Thursday, April 29, 2010

Journalist: How to Survive a Long Day

A typical day in the life of a journalist is FUN: You meet new people, talk on the phone, travel to different towns on a daily basis and learn about new events, laws etc. right?

Well, what about the days when all you have are phone interviews or you find yourself stuck in front of your computer typing up 5 stories?? On those days, writer's block, boredom and neck strains are bound to make their way over to your cubicle.

So here are 10 things I recommend you do so you DON'T lose your mind (or quit your job) ::

1) Stretch

I will never get used to sitting at my desk for eight hours. I'm an active person and sitting in one place for longer than two hours bothers me--and my body.

Neck pains and back pains are killers. But headaches are worse. Here are a few stretches to exercise these areas that you should do daily:

Stretching Exercises at Your Desk

Just because your brain stays in the same 'zone' for eight hours doesn't mean your body has to. Move it around!

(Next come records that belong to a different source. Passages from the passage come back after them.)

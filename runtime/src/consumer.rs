//! Queue consumer with automatic reconnection.
//!
//! [`EventConsumer`] owns the subscribe-process-reconnect loop for one queue
//! and settles every delivery according to what its [`DeliveryHandler`]
//! reports.
//!
//! # Pattern: Subscribe-Process-Reconnect Loop
//!
//! ```text
//! loop {
//!     consume(queue, ack_mode):
//!         loop {
//!             handle delivery
//!             Ok            -> ack
//!             Malformed     -> reject, no requeue (dead-letter)
//!             Transient     -> reject, requeue once, then dead-letter
//!             shutdown?     -> return
//!         }
//!     stream ended / consume failed -> wait retry_delay
//! }
//! ```
//!
//! With [`AckMode::Auto`] the broker has already forgotten the message, so
//! settlement is skipped and handler errors are only logged.

use async_trait::async_trait;
use courier_core::event_bus::{AckMode, Delivery, DeliveryStream, EventBus};
use futures::StreamExt;
use std::sync::Arc;
use std::time::Duration;
use thiserror::Error;
use tokio::sync::broadcast;
use tracing::{debug, error, info, warn};

/// Why a handler could not process a delivery.
#[derive(Error, Debug, Clone, PartialEq, Eq)]
pub enum HandlerError {
    /// The message can never be processed (undecodable, unknown type).
    #[error("malformed message: {0}")]
    Malformed(String),

    /// Processing failed for a reason that may go away on retry.
    #[error("transient failure: {0}")]
    Transient(String),
}

/// Processes deliveries for an [`EventConsumer`].
///
/// Implementations decode the payload into their own event type. Returning
/// `Ok` acknowledges the message.
#[async_trait]
pub trait DeliveryHandler: Send + Sync {
    /// Handle one delivery.
    ///
    /// # Errors
    ///
    /// [`HandlerError::Malformed`] to dead-letter the message,
    /// [`HandlerError::Transient`] to have it redelivered once.
    async fn handle(&self, delivery: &Delivery) -> Result<(), HandlerError>;
}

/// Consumer bound to a single queue.
///
/// # Lifecycle
///
/// 1. Created via [`EventConsumer::new`]
/// 2. Spawned as background task via [`EventConsumer::spawn`]
/// 3. Runs until the shutdown broadcast fires or its sender is dropped
pub struct EventConsumer {
    /// Consumer name (for logging)
    name: String,

    /// Queue to consume
    queue: String,

    /// Acknowledgement mode requested from the broker
    ack_mode: AckMode,

    /// Broker to consume from
    event_bus: Arc<dyn EventBus>,

    /// Handler for processing deliveries
    handler: Arc<dyn DeliveryHandler>,

    /// Shutdown signal receiver
    shutdown: broadcast::Receiver<()>,

    /// Delay before re-subscribing (default: 5 seconds)
    retry_delay: Duration,
}

impl EventConsumer {
    /// Create a manual-ack consumer with the default 5 second retry delay.
    #[must_use]
    pub fn new(
        name: impl Into<String>,
        queue: impl Into<String>,
        event_bus: Arc<dyn EventBus>,
        handler: Arc<dyn DeliveryHandler>,
        shutdown: broadcast::Receiver<()>,
    ) -> Self {
        Self {
            name: name.into(),
            queue: queue.into(),
            ack_mode: AckMode::Manual,
            event_bus,
            handler,
            shutdown,
            retry_delay: Duration::from_secs(5),
        }
    }

    /// Set acknowledgement mode.
    #[must_use]
    pub const fn with_ack_mode(mut self, mode: AckMode) -> Self {
        self.ack_mode = mode;
        self
    }

    /// Set custom retry delay.
    #[must_use]
    pub const fn with_retry_delay(mut self, delay: Duration) -> Self {
        self.retry_delay = delay;
        self
    }

    /// Queue this consumer reads.
    #[must_use]
    pub fn queue(&self) -> &str {
        &self.queue
    }

    /// Spawn the consumer as a background task.
    #[must_use]
    pub fn spawn(mut self) -> tokio::task::JoinHandle<()> {
        tokio::spawn(async move {
            self.run().await;
        })
    }

    /// Run until shutdown.
    pub async fn run(&mut self) {
        info!(
            consumer = %self.name,
            queue = %self.queue,
            mode = ?self.ack_mode,
            "Event consumer started"
        );

        loop {
            let subscribe_result = tokio::select! {
                _ = self.shutdown.recv() => {
                    info!(consumer = %self.name, "Event consumer received shutdown signal");
                    break;
                }
                result = self.event_bus.consume(&self.queue, self.ack_mode) => result,
            };

            match subscribe_result {
                Ok(mut stream) => {
                    info!(consumer = %self.name, queue = %self.queue, "Subscribed to queue");
                    if self.process_stream(&mut stream).await {
                        break;
                    }
                    warn!(
                        consumer = %self.name,
                        "Delivery stream ended, reconnecting in {:?}",
                        self.retry_delay
                    );
                }
                Err(e) => {
                    error!(
                        consumer = %self.name,
                        error = %e,
                        "Failed to consume queue, retrying in {:?}",
                        self.retry_delay
                    );
                }
            }

            tokio::select! {
                _ = self.shutdown.recv() => {
                    info!(consumer = %self.name, "Shutdown signal received while waiting to reconnect");
                    break;
                }
                () = tokio::time::sleep(self.retry_delay) => {}
            }
        }

        info!(consumer = %self.name, "Event consumer stopped");
    }

    /// Drain the stream. Returns `true` if shutdown was requested.
    async fn process_stream(&mut self, stream: &mut DeliveryStream) -> bool {
        loop {
            tokio::select! {
                _ = self.shutdown.recv() => {
                    info!(consumer = %self.name, "Shutdown signal received during processing");
                    return true;
                }
                next = stream.next() => match next {
                    Some(Ok(delivery)) => self.process(delivery).await,
                    Some(Err(e)) => {
                        error!(consumer = %self.name, error = %e, "Error receiving delivery");
                    }
                    None => return false,
                }
            }
        }
    }

    async fn process(&self, delivery: Delivery) {
        metrics::counter!(crate::metrics::DELIVERIES_RECEIVED, "queue" => self.queue.clone())
            .increment(1);
        let outcome = self.handler.handle(&delivery).await;

        if !delivery.requires_ack() {
            if let Err(e) = outcome {
                error!(consumer = %self.name, error = %e, "Failed to handle delivery");
            }
            return;
        }

        let settled = match outcome {
            Ok(()) => delivery.ack().await,
            Err(HandlerError::Malformed(reason)) => {
                warn!(consumer = %self.name, reason = %reason, "Dead-lettering malformed delivery");
                metrics::counter!(
                    crate::metrics::DELIVERIES_DEAD_LETTERED,
                    "queue" => self.queue.clone()
                )
                .increment(1);
                delivery.reject(false).await
            }
            Err(HandlerError::Transient(reason)) => {
                let requeue = !delivery.redelivered;
                warn!(
                    consumer = %self.name,
                    reason = %reason,
                    requeue,
                    "Rejecting delivery after transient failure"
                );
                delivery.reject(requeue).await
            }
        };

        match settled {
            Ok(()) => debug!(consumer = %self.name, "Delivery settled"),
            Err(e) => error!(consumer = %self.name, error = %e, "Failed to settle delivery"),
        }
    }
}
//! Application assembly and lifecycle for both services.
//!
//! # Graceful Shutdown
//!
//! When a shutdown signal is received (Ctrl+C or SIGTERM):
//! 1. Shutdown is broadcast, so gateway sessions send Close and consumers
//!    stop pulling
//! 2. The HTTP server stops accepting new connections and drains
//! 3. Background tasks get `shutdown_timeout` each to finish
//! 4. Remaining gateway sessions are dropped from the registry

use crate::config::Config;
use crate::notifier::{Notifier, OrderEventHandler};
use async_trait::async_trait;
use courier_amqp::AmqpEventBus;
use courier_auth::AuthClient;
use courier_core::OrderError;
use courier_core::environment::SystemClock;
use courier_core::event::EventType;
use courier_core::event_bus::{AckMode, EventBus};
use courier_core::service::OrderService;
use courier_core::topology::Topology;
use courier_postgres::{OutboxRelay, PostgresOrderStore};
use courier_runtime::lifecycle::{await_shutdown, shutdown_signal};
use courier_runtime::metrics::MetricsServer;
use courier_runtime::{EventConsumer, HealthCheck, RetryPolicy, retry_with_backoff};
use courier_web::{
    AppState, ConnectionRegistry, GatewayState, HealthProbe, HealthProbes, gateway_router,
    order_router,
};
use std::future::Future;
use std::net::SocketAddr;
use std::sync::Arc;
use std::time::Duration;
use tokio::net::TcpListener;
use tokio::sync::broadcast;
use tracing::info;

/// A bound listener, its router and the background tasks that live as long
/// as it does.
pub struct Application {
    listener: TcpListener,
    router: axum::Router,
    consumers: Vec<EventConsumer>,
    relay: Option<OutboxRelay>,
    registry: Option<ConnectionRegistry>,
    shutdown_tx: broadcast::Sender<()>,
    shutdown_timeout: Duration,
}

impl Application {
    /// Application serving `router` on `listener` with no background tasks.
    ///
    /// Consumers and relays added later must subscribe to `shutdown_tx`.
    #[must_use]
    pub const fn new(
        listener: TcpListener,
        router: axum::Router,
        shutdown_tx: broadcast::Sender<()>,
    ) -> Self {
        Self {
            listener,
            router,
            consumers: Vec::new(),
            relay: None,
            registry: None,
            shutdown_tx,
            shutdown_timeout: Duration::from_secs(10),
        }
    }

    /// Add queue consumers.
    #[must_use]
    pub fn with_consumers(mut self, consumers: Vec<EventConsumer>) -> Self {
        self.consumers.extend(consumers);
        self
    }

    /// Run an outbox relay alongside the server.
    #[must_use]
    pub fn with_relay(mut self, relay: OutboxRelay) -> Self {
        self.relay = Some(relay);
        self
    }

    /// Gateway sessions to drop after shutdown.
    #[must_use]
    pub fn with_registry(mut self, registry: ConnectionRegistry) -> Self {
        self.registry = Some(registry);
        self
    }

    /// Time each background task gets to stop (default: 10 seconds).
    #[must_use]
    pub const fn with_shutdown_timeout(mut self, timeout: Duration) -> Self {
        self.shutdown_timeout = timeout;
        self
    }

    /// Address the listener is bound to.
    ///
    /// # Errors
    ///
    /// Returns the socket error if the address cannot be read.
    pub fn local_addr(&self) -> std::io::Result<SocketAddr> {
        self.listener.local_addr()
    }

    /// Assemble the order service: Postgres store, broker publisher, order
    /// API and, when enabled, the outbox relay.
    ///
    /// # Errors
    ///
    /// Fails if the database or the broker stays unreachable, a migration
    /// fails, the topology is refused, or the listener cannot bind.
    pub async fn order_service(config: &Config) -> anyhow::Result<Self> {
        start_metrics(config)?;

        let options = config.postgres.connect_options();
        let max_connections = config.postgres.max_connections;
        let store = retry_with_backoff(startup_retry(), || {
            PostgresOrderStore::connect(options.clone(), max_connections)
        })
        .await?
        .with_outbox(config.outbox.enabled);
        store.migrate().await?;
        info!(
            host = %config.postgres.host,
            database = %config.postgres.database,
            outbox = config.outbox.enabled,
            "Order store ready"
        );

        let broker = connect_broker(config).await?;
        let event_bus: Arc<dyn EventBus> = broker.clone();

        let (shutdown_tx, _) = broadcast::channel(16);

        let orders = OrderService::new(
            Arc::new(store.clone()),
            event_bus.clone(),
            Arc::new(SystemClock),
        );
        let mut probes: Vec<Arc<dyn HealthProbe>> = vec![
            Arc::new(PostgresProbe(store.clone())),
            Arc::new(BrokerProbe(broker)),
        ];
        if config.outbox.enabled {
            probes.push(Arc::new(OutboxProbe(store.clone())));
        }
        let probes = HealthProbes::new(probes);
        let router = order_router(AppState::new(orders).with_probes(probes));

        let listener = bind(config).await?;
        let mut app = Self::new(listener, router, shutdown_tx.clone())
            .with_shutdown_timeout(config.server.shutdown_timeout);

        if config.outbox.enabled {
            let relay = OutboxRelay::new(store.pool().clone(), event_bus, shutdown_tx.subscribe())
                .with_poll_interval(config.outbox.poll_interval)
                .with_batch_size(config.outbox.batch_size)
                .with_max_attempts(config.outbox.max_attempts);
            app = app.with_relay(relay);
        }

        Ok(app)
    }

    /// Assemble the notification service: one consumer per order queue, the
    /// connection registry and the authenticated WebSocket gateway.
    ///
    /// # Errors
    ///
    /// Fails if the broker stays unreachable, the topology is refused, the
    /// auth client cannot be built, or the listener cannot bind.
    pub async fn notification_service(config: &Config) -> anyhow::Result<Self> {
        start_metrics(config)?;

        let broker = connect_broker(config).await?;
        let event_bus: Arc<dyn EventBus> = broker.clone();

        let validator = Arc::new(AuthClient::new(&config.auth.url, config.auth.timeout)?);
        info!(url = %config.auth.url, "Auth gateway client ready");

        let (shutdown_tx, _) = broadcast::channel(16);
        let registry = ConnectionRegistry::new();

        let consumers = notification_consumers(
            &event_bus,
            &registry,
            config.gateway.ack_mode,
            &shutdown_tx,
        );

        let state = GatewayState::new(registry.clone(), validator, shutdown_tx.clone())
            .with_allowed_origins(config.gateway.allowed_origins.clone())
            .with_ping_interval(config.gateway.ping_interval)
            .with_probes(HealthProbes::new(vec![Arc::new(BrokerProbe(broker))]));
        let router = gateway_router(state);

        let listener = bind(config).await?;
        Ok(Self::new(listener, router, shutdown_tx)
            .with_consumers(consumers)
            .with_registry(registry)
            .with_shutdown_timeout(config.server.shutdown_timeout))
    }

    /// Run until Ctrl+C or SIGTERM.
    ///
    /// # Errors
    ///
    /// Returns an error if the HTTP server fails.
    pub async fn run(self) -> anyhow::Result<()> {
        self.run_until(shutdown_signal()).await
    }

    /// Run until `signal` completes.
    ///
    /// # Errors
    ///
    /// Returns an error if the HTTP server fails.
    pub async fn run_until<F>(self, signal: F) -> anyhow::Result<()>
    where
        F: Future<Output = ()> + Send + 'static,
    {
        let addr = self.listener.local_addr()?;

        info!(consumer_count = self.consumers.len(), "Starting event consumers");
        let mut handles: Vec<(String, tokio::task::JoinHandle<()>)> = self
            .consumers
            .into_iter()
            .map(|consumer| (consumer.queue().to_string(), consumer.spawn()))
            .collect();

        if let Some(relay) = self.relay {
            info!("Starting outbox relay");
            handles.push(("outbox-relay".to_string(), relay.spawn()));
        }

        let shutdown_tx = self.shutdown_tx.clone();
        let graceful = async move {
            signal.await;
            info!("Shutdown requested, closing sessions and consumers");
            let _ = shutdown_tx.send(());
        };

        info!(address = %addr, "HTTP server listening for requests");
        axum::serve(self.listener, self.router)
            .with_graceful_shutdown(graceful)
            .await?;

        info!("HTTP server stopped, waiting for background tasks");
        // A server error skips the graceful future; make sure tasks stop.
        let _ = self.shutdown_tx.send(());

        let total = handles.len();
        let stopped = await_shutdown(handles, self.shutdown_timeout).await;

        if let Some(registry) = self.registry {
            let dropped = registry.close_all();
            info!(dropped, "Gateway sessions released");
        }

        info!(stopped, total, "Graceful shutdown complete");
        Ok(())
    }
}

/// One consumer per order queue, each pushing decoded events through a
/// shared [`Notifier`].
#[must_use]
pub fn notification_consumers(
    event_bus: &Arc<dyn EventBus>,
    registry: &ConnectionRegistry,
    ack_mode: AckMode,
    shutdown_tx: &broadcast::Sender<()>,
) -> Vec<EventConsumer> {
    let handler = Arc::new(OrderEventHandler::new(Notifier::new(registry.clone())));

    EventType::ALL
        .into_iter()
        .map(|event_type| {
            EventConsumer::new(
                format!("notifier-{event_type}"),
                event_type.queue_name(),
                event_bus.clone(),
                handler.clone(),
                shutdown_tx.subscribe(),
            )
            .with_ack_mode(ack_mode)
        })
        .collect()
}

/// The broker layout declared by both services.
#[must_use]
pub fn topology(dead_letter: bool) -> Topology {
    let topology = Topology::order_events();
    if dead_letter {
        topology.with_dead_letter()
    } else {
        topology
    }
}

async fn connect_broker(config: &Config) -> anyhow::Result<Arc<AmqpEventBus>> {
    let broker = AmqpEventBus::builder()
        .url(&config.broker.url)
        .connect_retry(startup_retry())
        .build()
        .await?;
    broker.declare(&topology(config.broker.dead_letter)).await?;
    info!(
        url = %broker.redacted_url(),
        dead_letter = config.broker.dead_letter,
        "Broker topology declared"
    );
    Ok(Arc::new(broker))
}

async fn bind(config: &Config) -> anyhow::Result<TcpListener> {
    let address = config.server.bind_address();
    let listener = TcpListener::bind(&address).await?;
    info!(
        service = %config.service.name,
        version = %config.service.version,
        address = %address,
        "Listener bound"
    );
    Ok(listener)
}

fn start_metrics(config: &Config) -> anyhow::Result<()> {
    if let Some(port) = config.server.metrics_port {
        let addr: SocketAddr = format!("{}:{port}", config.server.host).parse()?;
        MetricsServer::new(addr).start()?;
    }
    Ok(())
}

fn startup_retry() -> RetryPolicy {
    RetryPolicy::builder()
        .max_retries(10)
        .initial_delay(Duration::from_millis(500))
        .max_delay(Duration::from_secs(10))
        .jitter(0.2)
        .build()
}

struct PostgresProbe(PostgresOrderStore);

#[async_trait]
impl HealthProbe for PostgresProbe {
    async fn check(&self) -> HealthCheck {
        match self.0.ping().await {
            Ok(()) => HealthCheck::healthy("postgres"),
            Err(e) => HealthCheck::unhealthy("postgres", e.to_string()),
        }
    }
}

/// Unpublished outbox rows beyond which the order service reports degraded.
const OUTBOX_BACKLOG_LIMIT: i64 = 1_000;

struct OutboxProbe(PostgresOrderStore);

#[async_trait]
impl HealthProbe for OutboxProbe {
    async fn check(&self) -> HealthCheck {
        outbox_health(self.0.outbox_backlog().await)
    }
}

fn outbox_health(backlog: Result<i64, OrderError>) -> HealthCheck {
    match backlog {
        Ok(rows) if rows >= OUTBOX_BACKLOG_LIMIT => {
            HealthCheck::degraded("outbox", format!("{rows} events waiting to be relayed"))
        }
        Ok(_) => HealthCheck::healthy("outbox"),
        Err(e) => HealthCheck::unhealthy("outbox", e.to_string()),
    }
}

struct BrokerProbe(Arc<AmqpEventBus>);

#[async_trait]
impl HealthProbe for BrokerProbe {
    async fn check(&self) -> HealthCheck {
        if self.0.is_connected().await {
            HealthCheck::healthy("broker")
        } else {
            HealthCheck::unhealthy("broker", "connection lost")
        }
    }
}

2) Make Countless Trips to the Water Fountain

Obviously it is healthy to drink water because it will keep your eyes moist, skin clear and your body hydrated. But more importantly, it gives you a good excuse to get up out of your chair and move around. Your butt will thank you, I assure you.

If that's not reason enough, check out the health facts: How Water Helps Your Body

3) Spend 15-20 minutes on your favorite website, Facebook, Twitter etc.

I highly suggest this. If your brain has been concentrating on ONE story, event, person etc. it needs a good sidetrack.

website- read your favorite news site, fashion site or health site. You'll be reading information that you know you enjoy. It will refresh your mind and boost your energy.

Facebook/Twitter/Blog- take a couple to check up on your friends' lives. If you've been working a lot, then I'm guessing you haven't been in touch with your friends either. Now is your chance!

4) Take a break with a sweet snack

Once a week is not going to kill you. If you're someone like me, who regularly works out and eats healthy, indulging yourself in a sweet snack at the vending machine is FINE.

It will give you some sugar to boost your energy as well as your attitude. If you've been writing/working all day, why not treat yourself to a snack?

Still, staying healthy is important. So 'chose wisely' : 10 Healthy Vending Machine Snacks

The treat will taste so good that your attitude will be revitalized and you'll be ready to start writing again.

5) Have a quick chat with your cubicle buddy

You're not the only one stuck at a desk. Which means you aren't the only one dying for a writing break.

It's OK to take a social break. Catch up on their lives (you do work with them 40 hours a week). Schedule a 'night out' (it will give you something to look forward to).

This isn't high school or college: you are ALLOWED to talk during work. After all, we are journalist. Our business requires us to be social. Consider this a good exercise.

6) Go out for lunch

At the Salem News, we have a writer's lunch every Friday. By the end of the week, everyone is dying for this. It gives us a chance to get out of the office and enjoy a good meal (how many times can you bring in Lean Cuisine for lunch?)

Even if it's not Friday, get in your car and grab lunch yourself. Once again, you'll get out of your chair, out of the office and into one of your favorite spots to eat.

By the time you return from lunch, an hour will have passed by, the day won't seem so long and you'll get back into 'writing mode.'

7) Clean your desk

I'm a neat freak. I can't stand when my desk is filled with Post-its, notepads and newspapers. I make it a daily routine to clean my area.

I have found that when I do, I feel clean and put together.

Also, say your editor or publisher walks by and sees your mess?

You wouldn't walk into the office wearing sweats, so keep your work area as clean as you would yourself. All that clutter could be whats clogging your head.

8) Take a coffee break

By the end of the day, with a couple stories to finish, your brain needs caffeine. No need to go crazy (it is the end of the day) but it is also necessary.

I suggest going out to Starbucks or Dunks to get it. Once again, it will get you out of the office, into your car and out socializing.

9) Read YOUR paper

You are much more energetic and motivated in the morning. So how often would you say you actually read your own newspaper? A lot of times I see reporters walk in, sit at their desk and get straight to the story.

Now that is a great work ethic, but it doesn't give you the chance to check out what your colleagues have been working on. If you have a moment and can't write anymore, take the time to read.

Maybe their writing will inspire your own stories.

10) Exercise BEFORE you head to the office

This is crucial. Like I said, you have way more energy in the morning than at the end of a long day. So when 2:00 p.m. rolls around and you are anxious, fidgeting and can't focus on your story, you are going to wish that you exercised your body at the gym earlier that day.

Furthermore, your body won't be as stiff if you work out that morning. At the gym you stretch out, so your body will be too when you're at your desk.

Don't kid yourself. Saying, "I'll go to the gym after work" almost never happens. (Unless you end the day early). But around dinner time, when deadlines are in, the last thing you want to do is head to the gym. So do it before. This way, after a long work day, you can relax at home or enjoy a night out with friends.